Diyanet İşleri Başkanlığı, istediği kadar cuma hutbelerinde Ata'mızın adını geçirmesin. Bir kısım Cumhuriyet düşmanları karalamalarını sürdürsün. Tablo ortada. Yıllar yılı ağızlarından Atatürk lafı çıkmayanlar bile bir süredir araziye uydular. Kendi kendilerine Gazi ile barış ilan ettiler. Bu, bir yerde Atatürk'ün şahsında demokrasi ile savaşmaktan vaz geçmeleriydi.
"Ölmedi, yaşıyor"
Kılık kıyafete göre kayırmalara bakınca da, gelinen yeri görüyorsunuz. Anıtkabir başta, tesettürlüsü ve başı açığı yan yana. Poturlusu ile modern giyimlisi omuz omuza. Hiç unutamadığım görüntü küçük bir kız çocuğunun ekranlara yansıması oldu. Yanındakilere var gücüyle bağırıyordu; "Hayır o ölmedi. Yaşıyor." Bir yandan da gözyaşı döküyordu. Evladını bu şekilde yetiştiren aileye de helal olsun.

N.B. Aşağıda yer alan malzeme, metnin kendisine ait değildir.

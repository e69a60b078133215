//! CLI command handling.
//!
//! Provides subcommands for:
//! - Running the reaper sidecar (`reaper`)
//! - Removing a session's resources right away (`prune --session <id>`)

use std::net::{IpAddr, SocketAddr};
use std::sync::Arc;

use clap::{ColorChoice, Parser, Subcommand};
use tokio_util::sync::CancellationToken;

use crate::config::Config;
use crate::engine::{DockerEngine, Engine};
use crate::reaper::{PruneReport, ReaperServer, prune};
use crate::session::Session;

#[derive(Parser, Debug)]
#[command(name = "throwaway")]
#[command(about = "Reaper sidecar and cleanup tools for disposable test containers")]
#[command(version)]
#[command(color = ColorChoice::Auto)]
pub struct Cli {
    #[command(subcommand)]
    pub command: Command,
}

#[derive(Subcommand, Debug, Clone)]
pub enum Command {
    /// Run the reaper sidecar until its clients are gone, then prune
    Reaper {
        /// Port to listen on
        #[arg(long, env = "THROWAWAY_REAPER_PORT")]
        port: Option<u16>,

        /// Address to bind
        #[arg(long, default_value = "0.0.0.0")]
        bind: IpAddr,
    },

    /// Remove every reapable resource of a session now
    Prune {
        /// Session id, as found in the `dev.throwaway.session-id` label
        #[arg(long)]
        session: String,
    },
}

/// Run the sidecar. Returns the prune report, if a prune happened.
pub async fn run_reaper_command(
    config: &Config,
    port: Option<u16>,
    bind: IpAddr,
) -> anyhow::Result<Option<PruneReport>> {
    let engine: Arc<dyn Engine> = Arc::new(DockerEngine::connect(&config.engine).await?);
    let addr = SocketAddr::new(bind, port.unwrap_or(config.reaper.port));
    let server = ReaperServer::bind(engine, &config.reaper, addr).await?;

    let shutdown = CancellationToken::new();
    let signal = shutdown.clone();
    tokio::spawn(async move {
        if tokio::signal::ctrl_c().await.is_ok() {
            signal.cancel();
        }
    });

    Ok(server.run(shutdown).await?)
}

/// Prune one session immediately.
pub async fn run_prune_command(config: &Config, session: &str) -> anyhow::Result<PruneReport> {
    let engine = DockerEngine::connect(&config.engine).await?;
    let sets = [Session::with_id(session).filter_set()].into_iter().collect();
    Ok(prune(&engine, &sets).await)
}

#[cfg(test)]
mod tests {
    use super::*;

    #[test]
    fn test_parse_reaper_defaults() {
        let cli = Cli::try_parse_from(["throwaway", "reaper"]).unwrap();
        match cli.command {
            Command::Reaper { bind, .. } => assert_eq!(bind.to_string(), "0.0.0.0"),
            other => panic!("unexpected command {other:?}"),
        }
    }

    #[test]
    fn test_prune_requires_session() {
        assert!(Cli::try_parse_from(["throwaway", "prune"]).is_err());
        let cli = Cli::try_parse_from(["throwaway", "prune", "--session", "abc"]).unwrap();
        assert!(matches!(cli.command, Command::Prune { session } if session == "abc"));
    }
}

Anma yürüyüşleri her geçen gün daha organize. Artan ilgi meydanda. Koreografiler, futbol fanatiklerinden çok daha mükemmel. Şuna kesinlikle inanmalıyız "Atatürk'ün attığı temeller" asla yıkılmayacak. Bakmayın siz hilafetçilere. Bakmayın bunlara kol kanat olan politikacılara.
"Beraber yürümek" işte budur. Atatürk'ü bir kez daha sevgi, saygı ve minnetle anıyorum. Yine bir şarkıyla noktalıyorum; "Silemezler gönlümden ne aşkını ne seni."